Le 28 déc. 2009 à 22:59, Kevin Grittner a écrit :
> With my current knowledge of pgbouncer I can't answer that
> definitively; but *if* pgbouncer, when configured for transaction
> pooling, can queue new transaction requests until a connection is
> free, then the differences would be:

It does that, yes. You setup a pool, which is per database/user, and when 
there's no more server side connection in the pool, the clients are held in 
"cl_waiting" state.

> (1)  According to pgbouncer documentation, transaction pooling is "a
> hack as it breaks application expectations of backend connection.
> You can use it only when application cooperates with such usage by
> not using features that can break."  This would not be an issue with
> an ACP.

That's why there's both transaction and session pooling. The benefit of session 
pooling is to avoid forking backends, reusing them instead, and you still get 
the pooling control.

> (2)  For the "active connection" aspect of the policy, you could let
> through superuser requests while other requests were queuing.

superuser is another user and gets its own pool, I'm not sure if you can size 
it differently though (yet). It's possible to trick a little by defining 
another (virtual) database where you force the user in the connection string to 
the server, then tell your application to use this special database.

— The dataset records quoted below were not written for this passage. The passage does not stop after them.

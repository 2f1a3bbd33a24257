//! Explicit state-change notifications for store consumers.

use crate::medium::lock;
use std::sync::atomic::{AtomicU64, Ordering};
use std::sync::{Arc, Mutex};

/// Handle returned by `on_change`.
pub type ListenerId = u64;

/// Callback invoked after a store's state changed.
pub type StoreListener = Arc<dyn Fn() + Send + Sync>;

#[derive(Default)]
pub(crate) struct ChangeNotifier {
    next_id: AtomicU64,
    revision: AtomicU64,
    listeners: Mutex<Vec<(ListenerId, StoreListener)>>,
}

impl ChangeNotifier {
    pub(crate) fn add(&self, listener: StoreListener) -> ListenerId {
        let id = self.next_id.fetch_add(1, Ordering::Relaxed) + 1;
        lock(&self.listeners).push((id, listener));
        id
    }

    pub(crate) fn remove(&self, id: ListenerId) -> bool {
        let mut listeners = lock(&self.listeners);
        let before = listeners.len();
        listeners.retain(|(listener_id, _)| *listener_id != id);
        listeners.len() != before
    }

    pub(crate) fn revision(&self) -> u64 {
        self.revision.load(Ordering::SeqCst)
    }

    /// Bumps the revision, then calls listeners outside the registry lock.
    pub(crate) fn notify(&self) {
        self.revision.fetch_add(1, Ordering::SeqCst);
        let targets: Vec<StoreListener> = lock(&self.listeners)
            .iter()
            .map(|(_, listener)| Arc::clone(listener))
            .collect();
        for listener in targets {
            listener();
        }
    }
}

> (3)  With the ACP, the statements would be parsed and optimized
> before queuing, so they would be "ready to execute" as soon as a
> connection was freed.

There's a pgfoundry project called preprepare, which can be used along with 
pgbouncer to get this effect. If you use 8.4, you can even get the effect 
without pgbouncer.

  http://preprepare.projects.postgresql.org/README.html

> (4)  Other factors than active connection count could be applied,
> like expected memory consumption, or more esoteric metrics.

All you can put in connection strings or per-role setting can be used to trick 
a virtual database and have it pre-set, but that means different pools (they 
accumulate, now) and different connection strings for the application. The only 
advantage is that it works with released and proven code! (except for 
preprepare... well I've been told it's running in production somewhere)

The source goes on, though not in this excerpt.